Work request:
In the material below, how many lines contain the word "TipoCatalogo"? The reply must be that number alone.

Data records:
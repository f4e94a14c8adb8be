//! Handlers compartidos por `/grade-levels`, `/sections` y `/years`.
//! Cada scope registra su `TipoCatalogo` como `app_data`.

use crate::api_json::CatalogoInput;
use crate::auth::AuthUser;
use crate::db::catalogos::{self, TipoCatalogo};
use crate::db::{auditoria, Database};
use crate::error::ApiResult;
use crate::server_handlers::autor;
use actix_web::{web, HttpResponse};
use serde_json::json;

/// Sufijo de las acciones de auditoría (`CREATE_GRADE_LEVEL`, ...).
fn recurso(tipo: TipoCatalogo) -> &'static str {
    match tipo {
        TipoCatalogo::Grado => "GRADE_LEVEL",
        TipoCatalogo::Seccion => "SECTION",
        TipoCatalogo::AnioEscolar => "YEAR",
    }
}

pub async fn listar_handler(
    db: web::Data<Database>,
    tipo: web::Data<TipoCatalogo>,
    _user: AuthUser,
) -> ApiResult<HttpResponse> {
    let conn = db.lock()?;
    Ok(HttpResponse::Ok().json(catalogos::listar(&conn, **tipo)?))
}

pub async fn crear_handler(
    db: web::Data<Database>,
    tipo: web::Data<TipoCatalogo>,
    user: AuthUser,
    body: web::Json<CatalogoInput>,
) -> ApiResult<HttpResponse> {
    user.requiere_privilegiado()?;
    let tipo = **tipo;
    let nombre = body.into_inner().validar()?;
    let mut conn = db.lock()?;
    let tx = conn.transaction()?;
    let c = catalogos::crear(&tx, tipo, &nombre)?;
    let accion = format!("CREATE_{}", recurso(tipo));
    auditoria::registrar(&tx, autor(&user), &accion, tipo.entidad(), Some(c.id), &json!(c))?;
    tx.commit()?;
    Ok(HttpResponse::Created().json(c))
}

pub async fn actualizar_handler(
    db: web::Data<Database>,
    tipo: web::Data<TipoCatalogo>,
    user: AuthUser,
    path: web::Path<i64>,
    body: web::Json<CatalogoInput>,
) -> ApiResult<HttpResponse> {
    user.requiere_privilegiado()?;
    let tipo = **tipo;
    let id = path.into_inner();
    let nombre = body.into_inner().validar()?;
    let mut conn = db.lock()?;
    let tx = conn.transaction()?;
    let c = catalogos::actualizar(&tx, tipo, id, &nombre)?;
    let accion = format!("UPDATE_{}", recurso(tipo));
    auditoria::registrar(&tx, autor(&user), &accion, tipo.entidad(), Some(id), &json!(c))?;
    tx.commit()?;
    Ok(HttpResponse::Ok().json(c))
}

/// 409 si algún estudiante, materia o calificación sigue apuntando al registro.
pub async fn eliminar_handler(
    db: web::Data<Database>,
    tipo: web::Data<TipoCatalogo>,
    user: AuthUser,
    path: web::Path<i64>,
) -> ApiResult<HttpResponse> {
    user.requiere_privilegiado()?;
    let tipo = **tipo;
    let id = path.into_inner();
    let mut conn = db.lock()?;
    let tx = conn.transaction()?;
    let c = catalogos::eliminar(&tx, tipo, id)?;
    let accion = format!("DELETE_{}", recurso(tipo));
    auditoria::registrar(&tx, autor(&user), &accion, tipo.entidad(), Some(id), &json!(c))?;
    tx.commit()?;
    Ok(HttpResponse::Ok().json(c))
}
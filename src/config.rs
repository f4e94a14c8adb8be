//! Configuración del servidor leída desde variables de entorno (y `.env`).

use std::env;
use std::path::PathBuf;

/// Secreto usado sólo en desarrollo cuando no se define `BOLETIN_JWT_SECRET`.
const SECRETO_DESARROLLO: &str = "boletin360-dev-secret";

#[derive(Debug, Clone, Copy, PartialEq, Eq)]
pub enum Modo {
    Desarrollo,
    Produccion,
}

#[derive(Debug, Clone)]
pub struct AppConfig {
    pub bind: String,
    pub db_url: String,
    pub jwt_secret: String,
    pub token_ttl_horas: i64,
    pub modo: Modo,
    pub cors_origin: Option<String>,
    pub admin_username: String,
    pub admin_password: Option<String>,
}

impl Default for AppConfig {
    fn default() -> Self {
        AppConfig {
            bind: "127.0.0.1:8080".to_string(),
            db_url: "sqlite://data/boletin360.db".to_string(),
            jwt_secret: SECRETO_DESARROLLO.to_string(),
            token_ttl_horas: 12,
            modo: Modo::Desarrollo,
            cors_origin: None,
            admin_username: "admin".to_string(),
            admin_password: None,
        }
    }
}

// load .env if present
fn load_dotenv() {
    let _ = dotenv::dotenv();
}

impl AppConfig {
    /// Lee la configuración del entorno del proceso.
    pub fn from_env() -> Result<Self, String> {
        load_dotenv();
        Self::from_lookup(|k| env::var(k).ok())
    }

    /// Versión parametrizable: recibe una función de búsqueda de variables,
    /// lo que permite probar sin tocar el entorno real.
    pub fn from_lookup<F>(lookup: F) -> Result<Self, String>
    where
        F: Fn(&str) -> Option<String>,
    {
        let get = |k: &str| lookup(k).map(|v| v.trim().to_string()).filter(|v| !v.is_empty());
        let mut cfg = AppConfig::default();

        if let Some(modo) = get("BOLETIN_ENV") {
            cfg.modo = match modo.to_lowercase().as_str() {
                "production" | "produccion" | "prod" => Modo::Produccion,
                "development" | "desarrollo" | "dev" => Modo::Desarrollo,
                other => return Err(format!("BOLETIN_ENV has unsupported value: {}", other)),
            };
        }
        if let Some(b) = get("BOLETIN_BIND") {
            cfg.bind = b;
        }
        if let Some(u) = get("BOLETIN_DB_URL") {
            cfg.db_url = u;
        }
        match get("BOLETIN_JWT_SECRET") {
            Some(s) => cfg.jwt_secret = s,
            None if cfg.modo == Modo::Produccion => {
                return Err("BOLETIN_JWT_SECRET is required in production".to_string());
            }
            None => {}
        }
        if let Some(ttl) = get("BOLETIN_TOKEN_TTL_HOURS") {
            cfg.token_ttl_horas = match ttl.parse::<i64>() {
                Ok(h) if h > 0 => h,
                _ => return Err(format!("BOLETIN_TOKEN_TTL_HOURS must be a positive integer: {}", ttl)),
            };
        }
        cfg.cors_origin = get("BOLETIN_CORS_ORIGIN");
        if let Some(u) = get("BOLETIN_ADMIN_USER") {
            cfg.admin_username = u;
        }
        cfg.admin_password = get("BOLETIN_ADMIN_PASSWORD");
        Ok(cfg)
    }

    pub fn es_desarrollo(&self) -> bool {
        self.modo == Modo::Desarrollo
    }

    /// Ruta local del archivo sqlite, o `None` para una base en memoria.
    /// Acepta `sqlite://`, `file://` o una ruta simple.
    pub fn db_path(&self) -> Option<PathBuf> {
        let url = self.db_url.as_str();
        let path = if let Some(p) = url.strip_prefix("sqlite://") {
            p
        } else if let Some(p) = url.strip_prefix("file://") {
            p
        } else {
            url
        };
        if path == ":memory:" { None } else { Some(PathBuf::from(path)) }
    }
}

#[cfg(test)]
mod tests {
    use super::*;
    use std::collections::HashMap;

    fn lookup_from(pairs: &[(&str, &str)]) -> impl Fn(&str) -> Option<String> {
        let map: HashMap<String, String> = pairs.iter().map(|(k, v)| (k.to_string(), v.to_string())).collect();
        move |k| map.get(k).cloned()
    }

    #[test]
    fn test_defaults() {
        let cfg = AppConfig::from_lookup(|_| None).unwrap();
        assert_eq!(cfg.bind, "127.0.0.1:8080");
        assert_eq!(cfg.token_ttl_horas, 12);
        assert!(cfg.es_desarrollo());
        assert_eq!(cfg.db_path(), Some(PathBuf::from("data/boletin360.db")));
    }

    #[test]
    fn test_production_requires_secret() {
        let err = AppConfig::from_lookup(lookup_from(&[("BOLETIN_ENV", "production")])).unwrap_err();
        assert!(err.contains("BOLETIN_JWT_SECRET"));

        let cfg = AppConfig::from_lookup(lookup_from(&[
            ("BOLETIN_ENV", "production"),
            ("BOLETIN_JWT_SECRET", "s3cr3t"),
            ("BOLETIN_TOKEN_TTL_HOURS", "2"),
        ]))
        .unwrap();
        assert_eq!(cfg.modo, Modo::Produccion);
        assert_eq!(cfg.token_ttl_horas, 2);
    }

    #[test]
    fn test_db_url_schemes() {
        let mut cfg = AppConfig::default();
        cfg.db_url = "file:///tmp/b.db".to_string();
        assert_eq!(cfg.db_path(), Some(PathBuf::from("/tmp/b.db")));
        cfg.db_url = ":memory:".to_string();
        assert_eq!(cfg.db_path(), None);
    }

    #[test]
    fn test_invalid_ttl() {
        assert!(AppConfig::from_lookup(lookup_from(&[("BOLETIN_TOKEN_TTL_HOURS", "0")])).is_err());
        assert!(AppConfig::from_lookup(lookup_from(&[("BOLETIN_TOKEN_TTL_HOURS", "abc")])).is_err());
    }
}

Exercise answer:
10